Written By Qasim Swati (United Kingdom)
The low fuel stocks, lack of fresh water, food shortages, paucity of medicines and other medical facilities, the loss of jobs and businesses, the closures of many educational institutions, both the deliberate and mistaken killings of civilians, the destruction of the country’s infrastructure and the violations of various human rights have turned the whole of Yemen into ‘Hell on Earth’.
The innocent people of the country suffer a lot at the hands of both warring and rival sides and their allies and supporters. Yemenis are forced to bear the brunt of and pay the price for the ongoing multi-sided conflict (the Yemeni Civil War) that started in late 2014 between two belligerent groups, one led by the Houthi armed movement, while the other being under the control of the Yemeni government led by Abdrabbuh Mansur Hadi, both supported by their respective supporters and allies.
Besides taking the lives of thousands of people, wounding and displacing a large number of more (many of them being civilians, including women, children, the elderly, the disabled, etc.), the current Civil War in Yemen has brought the country to the edge of collapse.
Apart from an outbreak of cholera, which has killed, at least, 2,500 people (58% being children), just as of October, 2018, while over 85,000 children alone lost their lives as a result of a catastrophic famine since 2016, as estimated in 2018, the country is now on the brink of another widespread famine, which can lead to the deaths of so many more people.
Another report, published in November, 2019, by the World Health Organisation’s Regional Office for the Eastern Mediterranean, says that around 3,886 people have died as a result of cholera in Yemen which is one of the worst humanitarian crises in the history of the world.
The World Food Programme announced on 20 October, 2020, as “Over 20 million Yemenis are food insecure, of which nearly 10 million are acutely food insecure, despite ongoing humanitarian assistance.
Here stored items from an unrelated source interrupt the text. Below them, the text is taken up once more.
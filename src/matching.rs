//! Route matching strategies.
//!
//! Two independently testable strategies with different accuracy/cost
//! trade-offs coexist:
//!
//! - **Coarse**: treats the route as the straight chord between its two
//!   endpoints. A candidate is on-route when its detour over the chord
//!   (`dist_to_source + dist_to_dest - direct`) stays within a tolerance
//!   that scales with route length. Used when only endpoints are known.
//! - **Precise**: scans every segment of the actual route polyline and
//!   accepts candidates within a small constant tolerance of any segment.
//!   Used when real route geometry is available.
//!
//! Both strategies are pure functions over immutable inputs. The batch
//! entry points have rayon-parallel variants behind the `parallel`
//! feature; evaluation order never affects the result because the final
//! sort is applied after all candidates are evaluated.

use geo::{algorithm::simplify::Simplify, Coord, LineString};
use log::{debug, trace, warn};

use crate::geo_utils::{haversine_distance, project_onto_segment};
use crate::{Bounds, GeoPoint, MatchConfig, PlazaMatch, TollPlaza};

// ============================================================================
// Coarse mode (chord approximation)
// ============================================================================

/// Bounding box around a route's two endpoints with a fixed buffer.
///
/// Deliberately generous (the buffer is constant regardless of route
/// length): it is only a cheap prefilter, and [`is_near_chord`] performs
/// the real accuracy check afterwards. The returned bounds always satisfy
/// `min <= max` on both axes.
pub fn route_bounding_box(source: &GeoPoint, dest: &GeoPoint, config: &MatchConfig) -> Bounds {
    Bounds {
        min_lat: source.latitude.min(dest.latitude) - config.bbox_buffer_deg,
        max_lat: source.latitude.max(dest.latitude) + config.bbox_buffer_deg,
        min_lng: source.longitude.min(dest.longitude) - config.bbox_buffer_deg,
        max_lng: source.longitude.max(dest.longitude) + config.bbox_buffer_deg,
    }
}

/// Coarse proximity test against the straight chord between two endpoints.
///
/// A point truly on the chord satisfies the triangle equality
/// `dist_to_source + dist_to_dest == direct`; the allowed slack is
/// `max(chord_tolerance_ratio * direct, chord_tolerance_floor_km)` so that
/// short routes get a fixed floor and long routes a proportional allowance.
pub fn is_near_chord(
    source: &GeoPoint,
    dest: &GeoPoint,
    point: &GeoPoint,
    config: &MatchConfig,
) -> bool {
    let dist_to_source = haversine_distance(source, point);
    let dist_to_dest = haversine_distance(point, dest);
    let direct = haversine_distance(source, dest);

    let tolerance = (direct * config.chord_tolerance_ratio).max(config.chord_tolerance_floor_km);

    ((dist_to_source + dist_to_dest) - direct).abs() <= tolerance
}

/// Match plazas against the straight chord between two endpoints.
///
/// Candidates are prefiltered with [`route_bounding_box`], accepted via
/// [`is_near_chord`], and reported with the straight-line distance from the
/// source endpoint. Results are sorted ascending by that distance, with
/// exact duplicates removed.
pub fn match_candidates_coarse(
    source: &GeoPoint,
    dest: &GeoPoint,
    plazas: &[TollPlaza],
    config: &MatchConfig,
) -> Vec<PlazaMatch> {
    let bbox = route_bounding_box(source, dest, config);
    debug!(
        "coarse matching {} plazas against chord ({:.4}, {:.4}) -> ({:.4}, {:.4})",
        plazas.len(),
        source.latitude,
        source.longitude,
        dest.latitude,
        dest.longitude
    );

    let matches = plazas
        .iter()
        .filter_map(|plaza| match_one_coarse(source, dest, &bbox, plaza, config))
        .collect();

    finalize_matches(matches)
}

/// Parallel variant of [`match_candidates_coarse`].
///
/// Produces identical results; candidate evaluations are independent and
/// the final sort restores deterministic ordering.
#[cfg(feature = "parallel")]
pub fn match_candidates_coarse_parallel(
    source: &GeoPoint,
    dest: &GeoPoint,
    plazas: &[TollPlaza],
    config: &MatchConfig,
) -> Vec<PlazaMatch> {
    use rayon::prelude::*;

    let bbox = route_bounding_box(source, dest, config);
    let matches = plazas
        .par_iter()
        .filter_map(|plaza| match_one_coarse(source, dest, &bbox, plaza, config))
        .collect();

    finalize_matches(matches)
}

fn match_one_coarse(
    source: &GeoPoint,
    dest: &GeoPoint,
    bbox: &Bounds,
    plaza: &TollPlaza,
    config: &MatchConfig,
) -> Option<PlazaMatch> {
    let position = plaza.point();
    if !bbox.contains(&position) {
        return None;
    }
    if !is_near_chord(source, dest, &position, config) {
        return None;
    }

    trace!("plaza '{}' accepted by chord test", plaza.name);
    Some(PlazaMatch {
        name: plaza.name.clone(),
        latitude: plaza.latitude,
        longitude: plaza.longitude,
        distance_from_start_km: haversine_distance(source, &position),
    })
}

// ============================================================================
// Precise mode (segment scan)
// ============================================================================

/// Minimum distance from a point to any segment of a route, in kilometers.
///
/// Degenerate routes are defined, not errors: a single-point route yields
/// the direct distance to that point, an empty route yields `+inf`.
pub fn distance_to_route(route: &[GeoPoint], point: &GeoPoint) -> f64 {
    match route {
        [] => {
            warn!("empty route polyline supplied");
            f64::INFINITY
        }
        [only] => haversine_distance(only, point),
        _ => route
            .windows(2)
            .map(|seg| project_onto_segment(point, &seg[0], &seg[1]).distance_km)
            .fold(f64::INFINITY, f64::min),
    }
}

/// Whether a point lies within `tolerance_km` of any route segment.
pub fn is_near_route(route: &[GeoPoint], point: &GeoPoint, tolerance_km: f64) -> bool {
    distance_to_route(route, point) <= tolerance_km
}

/// Distance from the route start to a point's position along the route.
///
/// Scans segments in order, accumulating segment lengths until the first
/// segment within `tolerance_km` of the point, then adds the point's exact
/// along-track projection onto that segment. Returns `None` when no
/// segment matches.
///
/// A single-point route degenerates to a direct-distance check against the
/// lone point, reporting distance 0 on a match.
pub fn distance_from_start(
    route: &[GeoPoint],
    point: &GeoPoint,
    tolerance_km: f64,
) -> Option<f64> {
    match route {
        [] => None,
        [only] => (haversine_distance(only, point) <= tolerance_km).then_some(0.0),
        _ => {
            let mut cumulative = 0.0;
            for seg in route.windows(2) {
                let projection = project_onto_segment(point, &seg[0], &seg[1]);
                if projection.distance_km <= tolerance_km {
                    return Some(cumulative + projection.along_km);
                }
                cumulative += haversine_distance(&seg[0], &seg[1]);
            }
            None
        }
    }
}

/// Match plazas against actual route geometry.
///
/// Every plaza within `route_tolerance_km` of any segment is reported with
/// its distance from the route start. Results are sorted ascending by that
/// distance, with exact duplicates removed.
pub fn match_candidates(
    route: &[GeoPoint],
    plazas: &[TollPlaza],
    config: &MatchConfig,
) -> Vec<PlazaMatch> {
    debug!(
        "precise matching {} plazas against {} route points",
        plazas.len(),
        route.len()
    );

    let matches = plazas
        .iter()
        .filter_map(|plaza| match_one(route, plaza, config.route_tolerance_km))
        .collect();

    finalize_matches(matches)
}

/// Parallel variant of [`match_candidates`].
///
/// Produces identical results; candidate evaluations are independent and
/// the final sort restores deterministic ordering.
#[cfg(feature = "parallel")]
pub fn match_candidates_parallel(
    route: &[GeoPoint],
    plazas: &[TollPlaza],
    config: &MatchConfig,
) -> Vec<PlazaMatch> {
    use rayon::prelude::*;

    let matches = plazas
        .par_iter()
        .filter_map(|plaza| match_one(route, plaza, config.route_tolerance_km))
        .collect();

    finalize_matches(matches)
}

fn match_one(route: &[GeoPoint], plaza: &TollPlaza, tolerance_km: f64) -> Option<PlazaMatch> {
    let along = distance_from_start(route, &plaza.point(), tolerance_km)?;
    trace!(
        "plaza '{}' matched {:.2} km from route start",
        plaza.name,
        along
    );

    Some(PlazaMatch {
        name: plaza.name.clone(),
        latitude: plaza.latitude,
        longitude: plaza.longitude,
        distance_from_start_km: along,
    })
}

/// Simplify a dense route polyline before the precise scan.
///
/// Douglas-Peucker simplification followed by a uniform-sampling cap at
/// `max_route_points`. Invalid coordinates are dropped.
pub fn simplify_route(points: &[GeoPoint], config: &MatchConfig) -> Vec<GeoPoint> {
    if points.len() <= 2 {
        return points.to_vec();
    }

    let coords: Vec<Coord> = points
        .iter()
        .filter(|p| p.is_valid())
        .map(|p| Coord {
            x: p.longitude,
            y: p.latitude,
        })
        .collect();

    if coords.len() <= 2 {
        return coords.iter().map(|c| GeoPoint::new(c.y, c.x)).collect();
    }

    let line = LineString::new(coords);
    let simplified = line.simplify(&config.simplification_tolerance_deg);

    let final_coords: Vec<Coord> = if simplified.0.len() > config.max_route_points as usize {
        let step = simplified.0.len() as f64 / config.max_route_points as f64;
        (0..config.max_route_points)
            .map(|i| simplified.0[(i as f64 * step) as usize])
            .collect()
    } else {
        simplified.0
    };

    final_coords.iter().map(|c| GeoPoint::new(c.y, c.x)).collect()
}

/// Sort matches by distance from start and drop exact duplicates.
fn finalize_matches(mut matches: Vec<PlazaMatch>) -> Vec<PlazaMatch> {
    matches.sort_by(|a, b| a.distance_from_start_km.total_cmp(&b.distance_from_start_km));
    matches.dedup_by(|a, b| {
        a.name == b.name && a.latitude == b.latitude && a.longitude == b.longitude
    });
    matches
}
The rate of child malnutrition is one of the highest in the world and the nutrition situation continues to deteriorate.
“Malnutrition rates among women and children in Yemen remain among the highest in the world, with more than a million women and 2 million children requiring treatment for acute malnutrition,” stated in the same report, while unveiling the dreadful famine situation in Yemen.
The ongoing Yemeni Civil War has made the situation worse by shelling and bombing the sources or supplies of water, farms, markets and storages of fruits, vegetables and other food and agricultural commodities and destroying the railways, electrical grids, roads, bridges, telecommunication system and such other components of the country’s infrastructure. As a result, the prices of the food have doubled or even skyrocketed more in some cases and some parts of the country, which has led to the nationwide poverty and brought the country to the edge of starvation.